§ **What the exercise asks**: Please return each record exactly as it stands.
**** The data ****
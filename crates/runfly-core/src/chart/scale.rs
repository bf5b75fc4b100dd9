// ── Scales ──
//
// Domain-to-range projections plus declarative tick sequences. A
// degenerate domain (single point, or equal endpoints) projects to the
// range midpoint rather than dividing by zero.

use chrono::{DateTime, Utc};

/// One axis tick: projected position and its label.
#[derive(Debug, Clone, PartialEq)]
pub struct Tick {
    pub position: f64,
    pub label: String,
}

// ── Time scale ────────────────────────────────────────────────────

/// Maps timestamps in `[domain.0, domain.1]` onto a pixel range.
#[derive(Debug, Clone, PartialEq)]
pub struct TimeScale {
    domain: (DateTime<Utc>, DateTime<Utc>),
    range: (f64, f64),
}

impl TimeScale {
    pub fn new(domain: (DateTime<Utc>, DateTime<Utc>), range: (f64, f64)) -> Self {
        Self { domain, range }
    }

    /// Smallest-to-largest extent over the given dates; `None` when
    /// the iterator is empty.
    pub fn fit(
        dates: impl IntoIterator<Item = DateTime<Utc>>,
        range: (f64, f64),
    ) -> Option<Self> {
        let mut dates = dates.into_iter();
        let first = dates.next()?;
        let (min, max) = dates.fold((first, first), |(lo, hi), d| (lo.min(d), hi.max(d)));
        Some(Self::new((min, max), range))
    }

    pub fn domain(&self) -> (DateTime<Utc>, DateTime<Utc>) {
        self.domain
    }

    #[allow(clippy::cast_precision_loss)]
    pub fn project(&self, at: DateTime<Utc>) -> f64 {
        let start = self.domain.0.timestamp_millis() as f64;
        let end = self.domain.1.timestamp_millis() as f64;
        let t = if end > start {
            ((at.timestamp_millis() as f64) - start) / (end - start)
        } else {
            0.5
        };
        self.range.0 + t * (self.range.1 - self.range.0)
    }

    /// `count` evenly spaced ticks across the domain, endpoints
    /// included, labelled with the given strftime format.
    #[allow(clippy::cast_precision_loss, clippy::cast_possible_truncation)]
    pub fn ticks(&self, count: usize, format: &str) -> Vec<Tick> {
        if count == 0 {
            return Vec::new();
        }
        let start = self.domain.0.timestamp_millis();
        let span = (self.domain.1.timestamp_millis() - start) as f64;
        (0..count)
            .map(|i| {
                let t = if count > 1 {
                    i as f64 / (count - 1) as f64
                } else {
                    0.0
                };
                let at = DateTime::from_timestamp_millis(start + (span * t) as i64)
                    .unwrap_or(self.domain.0);
                Tick {
                    position: self.project(at),
                    label: at.format(format).to_string(),
                }
            })
            .collect()
    }
}

// ── Linear scale ──────────────────────────────────────────────────

/// Maps values in `[domain.0, domain.1]` onto a pixel range. The
/// range may be inverted (start larger than end) for y axes.
#[derive(Debug, Clone, PartialEq)]
pub struct LinearScale {
    domain: (f64, f64),
    range: (f64, f64),
}

impl LinearScale {
    pub fn new(domain: (f64, f64), range: (f64, f64)) -> Self {
        Self { domain, range }
    }

    /// Extent over the values, padded 5% below the minimum and 5%
    /// above the maximum. NaNs are skipped; `None` when nothing
    /// comparable remains.
    pub fn fit_padded(values: impl IntoIterator<Item = f64>, range: (f64, f64)) -> Option<Self> {
        let mut extent: Option<(f64, f64)> = None;
        for v in values {
            if v.is_nan() {
                continue;
            }
            extent = Some(match extent {
                None => (v, v),
                Some((lo, hi)) => (lo.min(v), hi.max(v)),
            });
        }
        let (min, max) = extent?;
        Some(Self::new((min * 0.95, max * 1.05), range))
    }

    pub fn domain(&self) -> (f64, f64) {
        self.domain
    }

    pub fn project(&self, value: f64) -> f64 {
        let (d0, d1) = self.domain;
        let t = if (d1 - d0).abs() > f64::EPSILON {
            (value - d0) / (d1 - d0)
        } else {
            0.5
        };
        self.range.0 + t * (self.range.1 - self.range.0)
    }

    /// Round-valued ticks covering the domain, at a 1/2/5 step sized
    /// for roughly `count` intervals.
    #[allow(clippy::cast_precision_loss, clippy::cast_possible_truncation)]
    pub fn ticks(&self, count: usize) -> Vec<Tick> {
        let (d0, d1) = self.domain;
        if count == 0 || !(d1 - d0).is_finite() || (d1 - d0).abs() < f64::EPSILON {
            return Vec::new();
        }
        let step = tick_increment(d0, d1, count);
        let precision = label_precision(step);
        let first = (d0 / step).ceil() as i64;
        let last = (d1 / step + 1e-9).floor() as i64;
        (first..=last)
            .map(|i| {
                let value = i as f64 * step;
                Tick {
                    position: self.project(value),
                    label: format!("{value:.precision$}"),
                }
            })
            .collect()
    }
}

/// Nice step size: a power of ten scaled by 1, 2 or 5, chosen so the
/// domain divides into about `count` intervals.
#[allow(clippy::cast_precision_loss)]
fn tick_increment(start: f64, stop: f64, count: usize) -> f64 {
    let step = (stop - start) / (count.max(1) as f64);
    let power = step.log10().floor();
    let error = step / 10f64.powf(power);
    let factor = if error >= 50f64.sqrt() {
        10.0
    } else if error >= 10f64.sqrt() {
        5.0
    } else if error >= 2f64.sqrt() {
        2.0
    } else {
        1.0
    };
    factor * 10f64.powf(power)
}

/// Decimal places needed to print multiples of `step` exactly.
#[allow(clippy::cast_possible_truncation, clippy::cast_sign_loss)]
fn label_precision(step: f64) -> usize {
    let places = -step.log10().floor();
    if places > 0.0 { places as usize } else { 0 }
}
****
§ **Response**:
filename crates/runfly-core/src/chart/scale.rs
repository bf5b75fc4b100dd9
// ── Scales ──
//
// Domain-to-range projections plus declarative tick sequences. A
// degenerate domain (single point, or equal endpoints) projects to the
// range midpoint rather than dividing by zero.

use chrono::{DateTime, Utc};

/// One axis tick: projected position and its label.
#[derive(Debug, Clone, PartialEq)]
pub struct Tick {
    pub position: f64,
    pub label: String,
}

// ── Time scale ────────────────────────────────────────────────────

/// Maps timestamps in `[domain.0, domain.1]` onto a pixel range.
#[derive(Debug, Clone, PartialEq)]
pub struct TimeScale {
    domain: (DateTime<Utc>, DateTime<Utc>),
    range: (f64, f64),
}

impl TimeScale {
    pub fn new(domain: (DateTime<Utc>, DateTime<Utc>), range: (f64, f64)) -> Self {
        Self { domain, range }
    }

    /// Smallest-to-largest extent over the given dates; `None` when
    /// the iterator is empty.
    pub fn fit(
        dates: impl IntoIterator<Item = DateTime<Utc>>,
        range: (f64, f64),
    ) -> Option<Self> {
        let mut dates = dates.into_iter();
        let first = dates.next()?;
        let (min, max) = dates.fold((first, first), |(lo, hi), d| (lo.min(d), hi.max(d)));
        Some(Self::new((min, max), range))
    }

    pub fn domain(&self) -> (DateTime<Utc>, DateTime<Utc>) {
        self.domain
    }

    #[allow(clippy::cast_precision_loss)]
    pub fn project(&self, at: DateTime<Utc>) -> f64 {
        let start = self.domain.0.timestamp_millis() as f64;
        let end = self.domain.1.timestamp_millis() as f64;
        let t = if end > start {
            ((at.timestamp_millis() as f64) - start) / (end - start)
        } else {
            0.5
        };
        self.range.0 + t * (self.range.1 - self.range.0)
    }

    /// `count` evenly spaced ticks across the domain, endpoints
    /// included, labelled with the given strftime format.
    #[allow(clippy::cast_precision_loss, clippy::cast_possible_truncation)]
    pub fn ticks(&self, count: usize, format: &str) -> Vec<Tick> {
        if count == 0 {
            return Vec::new();
        }
        let start = self.domain.0.timestamp_millis();
        let span = (self.domain.1.timestamp_millis() - start) as f64;
        (0..count)
            .map(|i| {
                let t = if count > 1 {
                    i as f64 / (count - 1) as f64
                } else {
                    0.0
                };
                let at = DateTime::from_timestamp_millis(start + (span * t) as i64)
                    .unwrap_or(self.domain.0);
                Tick {
                    position: self.project(at),
                    label: at.format(format).to_string(),
                }
            })
            .collect()
    }
}

// ── Linear scale ──────────────────────────────────────────────────

/// Maps values in `[domain.0, domain.1]` onto a pixel range. The
/// range may be inverted (start larger than end) for y axes.
#[derive(Debug, Clone, PartialEq)]
pub struct LinearScale {
    domain: (f64, f64),
    range: (f64, f64),
}

impl LinearScale {
    pub fn new(domain: (f64, f64), range: (f64, f64)) -> Self {
        Self { domain, range }
    }

    /// Extent over the values, padded 5% below the minimum and 5%
    /// above the maximum. NaNs are skipped; `None` when nothing
    /// comparable remains.
    pub fn fit_padded(values: impl IntoIterator<Item = f64>, range: (f64, f64)) -> Option<Self> {
        let mut extent: Option<(f64, f64)> = None;
        for v in values {
            if v.is_nan() {
                continue;
            }
            extent = Some(match extent {
                None => (v, v),
                Some((lo, hi)) => (lo.min(v), hi.max(v)),
            });
        }
        let (min, max) = extent?;
        Some(Self::new((min * 0.95, max * 1.05), range))
    }

    pub fn domain(&self) -> (f64, f64) {
        self.domain
    }

    pub fn project(&self, value: f64) -> f64 {
        let (d0, d1) = self.domain;
        let t = if (d1 - d0).abs() > f64::EPSILON {
            (value - d0) / (d1 - d0)
        } else {
            0.5
        };
        self.range.0 + t * (self.range.1 - self.range.0)
    }

    /// Round-valued ticks covering the domain, at a 1/2/5 step sized
    /// for roughly `count` intervals.
    #[allow(clippy::cast_precision_loss, clippy::cast_possible_truncation)]
    pub fn ticks(&self, count: usize) -> Vec<Tick> {
        let (d0, d1) = self.domain;
        if count == 0 || !(d1 - d0).is_finite() || (d1 - d0).abs() < f64::EPSILON {
            return Vec::new();
        }
        let step = tick_increment(d0, d1, count);
        let precision = label_precision(step);
        let first = (d0 / step).ceil() as i64;
        let last = (d1 / step + 1e-9).floor() as i64;
        (first..=last)
            .map(|i| {
                let value = i as f64 * step;
                Tick {
                    position: self.project(value),
                    label: format!("{value:.precision$}"),
                }
            })
            .collect()
    }
}

/// Nice step size: a power of ten scaled by 1, 2 or 5, chosen so the
/// domain divides into about `count` intervals.
#[allow(clippy::cast_precision_loss)]
fn tick_increment(start: f64, stop: f64, count: usize) -> f64 {
    let step = (stop - start) / (count.max(1) as f64);
    let power = step.log10().floor();
    let error = step / 10f64.powf(power);
    let factor = if error >= 50f64.sqrt() {
        10.0
    } else if error >= 10f64.sqrt() {
        5.0
    } else if error >= 2f64.sqrt() {
        2.0
    } else {
        1.0
    };
    factor * 10f64.powf(power)
}

/// Decimal places needed to print multiples of `step` exactly.
#[allow(clippy::cast_possible_truncation, clippy::cast_sign_loss)]
fn label_precision(step: f64) -> usize {
    let places = -step.log10().floor();
    if places > 0.0 { places as usize } else { 0 }
}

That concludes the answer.